Il fuoco crepitava allegramente nel camino e la grande cucina era calda e accogliente.

La nonna aveva raccontato bellissime fiabe per tutta la sera  e ora, si era appisolata sulla vecchia poltrona, con un sorriso da bambina. Keil aveva guardato Gemma e le aveva fatto un cenno – Shhh – e lei, con un sorriso, aveva preso il vecchio scialle  vicino al fuoco e aveva coperto la nonna  con cura, e poi si era seduta sul cuscino accanto, e keil si era accomodato vicino a lei.

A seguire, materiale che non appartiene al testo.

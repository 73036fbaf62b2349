//! Output module for crawl statistics
//!
//! This module handles summarizing the crawl database for the `--stats`
//! report.

pub mod stats;

pub use stats::{load_statistics, print_statistics, render_statistics, CrawlStatistics};
//! Match validation
//!
//! Decides whether a fetched match is in scope: whitelisted patch, ranked
//! solo/duo on Summoner's Rift, and every ranked participant inside the
//! tracked tier band. Accepted matches are stored before being returned.

use crate::crawler::expander::ParticipantExpander;
use crate::riot::MatchPayload;
use crate::state::{PatchVersion, RankTier, TierBand};
use crate::storage::{self, MatchRecord, SharedStorage};
use crate::MatchError;
use futures::future::join_all;
use std::fmt;
use std::sync::Arc;

/// Game mode of Summoner's Rift matches
pub const CLASSIC_MODE: &str = "CLASSIC";

/// Game type of matchmade games
pub const MATCHED_GAME: &str = "MATCHED_GAME";

/// Queue id of ranked solo/duo
pub const RANKED_SOLO_QUEUE_ID: i64 = 420;

/// Why a match was permanently rejected
#[derive(Debug, Clone, PartialEq, Eq)]
pub enum RejectReason {
    /// Patch not in the whitelist
    Patch(PatchVersion),

    /// Not ranked solo/duo on Summoner's Rift
    GameMode { mode: String, kind: String, queue: i64 },

    /// A ranked participant outside the tracked band
    Tier(RankTier),

    /// Game version without a `major.minor` prefix
    MalformedVersion(String),
}

impl fmt::Display for RejectReason {
    fn fmt(&self, f: &mut fmt::Formatter<'_>) -> fmt::Result {
        match self {
            Self::Patch(patch) => write!(f, "patch {} not whitelisted", patch),
            Self::GameMode { mode, kind, queue } => {
                write!(f, "game mode {}/{} on queue {}", mode, kind, queue)
            }
            Self::Tier(tier) => write!(f, "participant tier {} outside band", tier),
            Self::MalformedVersion(version) => write!(f, "malformed game version '{}'", version),
        }
    }
}

/// Result of validating a match
#[derive(Debug, Clone, PartialEq, Eq)]
pub enum ValidationOutcome {
    /// In scope; the stored summary
    Accepted(MatchRecord),
    Rejected(RejectReason),
}

/// Applies the patch, game mode and tier filters to fetched matches
pub struct MatchValidator {
    expander: Arc<ParticipantExpander>,
    storage: SharedStorage,
    band: TierBand,
    patches: Vec<PatchVersion>,
}

impl MatchValidator {
    pub fn new(
        expander: Arc<ParticipantExpander>,
        storage: SharedStorage,
        band: TierBand,
        patches: Vec<PatchVersion>,
    ) -> Self {
        Self {
            expander,
            storage,
            band,
            patches,
        }
    }

    /// Derives the match's patch and checks it against the whitelist
    pub fn check_patch(&self, payload: &MatchPayload) -> Result<PatchVersion, RejectReason> {
        let version = &payload.info.game_version;
        let patch = PatchVersion::from_game_version(version)
            .ok_or_else(|| RejectReason::MalformedVersion(version.clone()))?;

        if self.patches.contains(&patch) {
            Ok(patch)
        } else {
            Err(RejectReason::Patch(patch))
        }
    }

    /// Requires ranked solo/duo on Summoner's Rift
    pub fn check_game_mode(payload: &MatchPayload) -> Result<(), RejectReason> {
        let info = &payload.info;
        if info.game_mode == CLASSIC_MODE
            && info.game_type == MATCHED_GAME
            && info.queue_id == RANKED_SOLO_QUEUE_ID
        {
            Ok(())
        } else {
            Err(RejectReason::GameMode {
                mode: info.game_mode.clone(),
                kind: info.game_type.clone(),
                queue: info.queue_id,
            })
        }
    }

    /// Rejects on the first tier outside the band
    pub fn check_tiers(&self, tiers: &[RankTier]) -> Result<(), RejectReason> {
        match tiers.iter().find(|t| !self.band.contains(**t)) {
            Some(tier) => Err(RejectReason::Tier(*tier)),
            None => Ok(()),
        }
    }

    /// Validates a match, storing it when accepted
    ///
    /// Permanent rejections come back as `Ok(Rejected)`; rate limits and
    /// unexpected failures while resolving participants as `Err`.
    pub async fn validate(&self, payload: &MatchPayload) -> Result<ValidationOutcome, MatchError> {
        let patch = match self.check_patch(payload) {
            Ok(patch) => patch,
            Err(reason) => return Ok(ValidationOutcome::Rejected(reason)),
        };

        if let Err(reason) = Self::check_game_mode(payload) {
            return Ok(ValidationOutcome::Rejected(reason));
        }

        let tiers = self.resolve_tiers(payload).await?;
        if let Err(reason) = self.check_tiers(&tiers) {
            return Ok(ValidationOutcome::Rejected(reason));
        }

        let info = &payload.info;
        let record = MatchRecord {
            match_id: payload.match_id().to_string(),
            ranks: tiers,
            patch: patch.to_string(),
            game_creation: info.game_creation,
            game_duration: info.game_duration,
            game_mode: info.game_mode.clone(),
            game_type: info.game_type.clone(),
            queue_id: info.queue_id,
        };

        storage::lock(&self.storage)?.upsert_match(&record)?;
        Ok(ValidationOutcome::Accepted(record))
    }

    /// Resolves every participant's tier concurrently
    ///
    /// Unranked and unresolvable participants are left out. When lookups
    /// fail, a rate limit wins over any other error.
    async fn resolve_tiers(&self, payload: &MatchPayload) -> Result<Vec<RankTier>, MatchError> {
        let lookups = payload
            .info
            .participants
            .iter()
            .map(|p| self.participant_tier(&p.puuid));
        let results = join_all(lookups).await;

        let mut tiers = Vec::new();
        let mut failure = None;
        for result in results {
            match result {
                Ok(Some(tier)) => tiers.push(tier),
                Ok(None) => {}
                Err(MatchError::RateLimited) => return Err(MatchError::RateLimited),
                Err(e) => {
                    failure.get_or_insert(e);
                }
            }
        }

        match failure {
            Some(e) => Err(e),
            None => Ok(tiers),
        }
    }

    async fn participant_tier(&self, puuid: &str) -> Result<Option<RankTier>, MatchError> {
        let known = storage::lock(&self.storage)?.get_participant(puuid)?;
        if let Some(record) = known {
            return Ok(record.ranked_tier);
        }

        let resolved = self.expander.resolve(puuid).await?;
        Ok(resolved.and_then(|r| r.ranked_tier))
    }
}
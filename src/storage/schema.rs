//! Database schema definitions
//!
//! This module contains all SQL schema definitions for the crawler database.

/// SQL schema for the database
pub const SCHEMA_SQL: &str = r#"
-- Track crawl runs
CREATE TABLE IF NOT EXISTS runs (
    id INTEGER PRIMARY KEY AUTOINCREMENT,
    started_at TEXT NOT NULL,
    finished_at TEXT,
    config_hash TEXT NOT NULL,
    status TEXT NOT NULL,
    matches_ingested INTEGER NOT NULL DEFAULT 0
);

-- Accepted match summaries
CREATE TABLE IF NOT EXISTS matches (
    match_id TEXT PRIMARY KEY,
    ranks TEXT NOT NULL,
    patch TEXT NOT NULL,
    game_creation INTEGER NOT NULL,
    game_duration INTEGER NOT NULL,
    game_mode TEXT,
    game_type TEXT,
    queue_id INTEGER NOT NULL
);

CREATE INDEX IF NOT EXISTS idx_matches_patch ON matches(patch);

-- Resolved participant profiles
CREATE TABLE IF NOT EXISTS participants (
    puuid TEXT PRIMARY KEY,
    name TEXT NOT NULL,
    account_id TEXT NOT NULL,
    summoner_id TEXT NOT NULL,
    ranked_tier TEXT
);

CREATE INDEX IF NOT EXISTS idx_participants_tier ON participants(ranked_tier);

-- Per-participant facts of an accepted match
CREATE TABLE IF NOT EXISTS player_inherents (
    match_id TEXT NOT NULL REFERENCES matches(match_id),
    participant_id INTEGER NOT NULL,
    champion_name TEXT NOT NULL,
    puuid TEXT NOT NULL,
    team_id INTEGER NOT NULL,
    team_position TEXT NOT NULL,
    win INTEGER NOT NULL,
    PRIMARY KEY (match_id, participant_id)
);

CREATE INDEX IF NOT EXISTS idx_player_inherents_puuid ON player_inherents(puuid);

-- Cumulative team objectives after each timeline frame
CREATE TABLE IF NOT EXISTS team_timestamps (
    match_id TEXT NOT NULL REFERENCES matches(match_id),
    team_id INTEGER NOT NULL,
    timestamp INTEGER NOT NULL,
    baron_kills INTEGER NOT NULL,
    horde_kills INTEGER NOT NULL,
    earth_dragon_kills INTEGER NOT NULL,
    fire_dragon_kills INTEGER NOT NULL,
    water_dragon_kills INTEGER NOT NULL,
    air_dragon_kills INTEGER NOT NULL,
    elder_dragon_kills INTEGER NOT NULL,
    chem_dragon_kills INTEGER NOT NULL,
    hex_dragon_kills INTEGER NOT NULL,
    rift_herald_kills INTEGER NOT NULL,
    outer_turret_kills INTEGER NOT NULL,
    inner_turret_kills INTEGER NOT NULL,
    base_turret_kills INTEGER NOT NULL,
    nexus_turret_kills INTEGER NOT NULL,
    inhibitor_kills INTEGER NOT NULL,
    turret_plate_kills INTEGER NOT NULL,
    PRIMARY KEY (match_id, team_id, timestamp)
);

-- Participant snapshot and cumulative counters after each timeline frame
CREATE TABLE IF NOT EXISTS player_timestamps (
    match_id TEXT NOT NULL REFERENCES matches(match_id),
    participant_id INTEGER NOT NULL,
    timestamp INTEGER NOT NULL,
    current_gold INTEGER NOT NULL,
    total_gold INTEGER NOT NULL,
    gold_per_second INTEGER NOT NULL,
    xp INTEGER NOT NULL,
    level INTEGER NOT NULL,
    minions_killed INTEGER NOT NULL,
    jungle_minions_killed INTEGER NOT NULL,
    time_enemy_spent_controlled INTEGER NOT NULL,
    x INTEGER NOT NULL,
    y INTEGER NOT NULL,
    health INTEGER NOT NULL,
    health_max INTEGER NOT NULL,
    attack_damage INTEGER NOT NULL,
    ability_power INTEGER NOT NULL,
    armor INTEGER NOT NULL,
    magic_resist INTEGER NOT NULL,
    movement_speed INTEGER NOT NULL,
    total_damage_done_to_champions INTEGER NOT NULL,
    total_damage_taken INTEGER NOT NULL,
    kills INTEGER NOT NULL,
    deaths INTEGER NOT NULL,
    assists INTEGER NOT NULL,
    wards_placed INTEGER NOT NULL,
    wards_killed INTEGER NOT NULL,
    PRIMARY KEY (match_id, participant_id, timestamp)
);
"#;

/// Initializes the database schema
///
/// # Arguments
///
/// * `conn` - The database connection
///
/// # Returns
///
/// * `Ok(())` - Schema initialized successfully
/// * `Err(rusqlite::Error)` - Failed to initialize schema
pub fn initialize_schema(conn: &rusqlite::Connection) -> Result<(), rusqlite::Error> {
    conn.execute_batch(SCHEMA_SQL)?;
    Ok(())
}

Gemma sussurrò a Keil: – lasciamola riposare, ha parlato tanto. Io però non ho voglia di andare a dormire; ti racconto io una storia ora. –

Keil contento, senza darlo troppo a vedere, si sistemò meglio sul cuscino: nemmeno lui aveva voglia di dormire.

Le due teste vicine, illuminate dalla luce del fuoco, i due fratellini guardarono la nonna che dormiva serena e poi Gemma cominciò a raccontare le storie di regine, streghe, e dei  piccoli elfi del bosco, e mentre parlava a Keil spuntarono due piedini da elfo e a Gemma, che adorava le fate, spuntarono due piccole ali leggere come seta.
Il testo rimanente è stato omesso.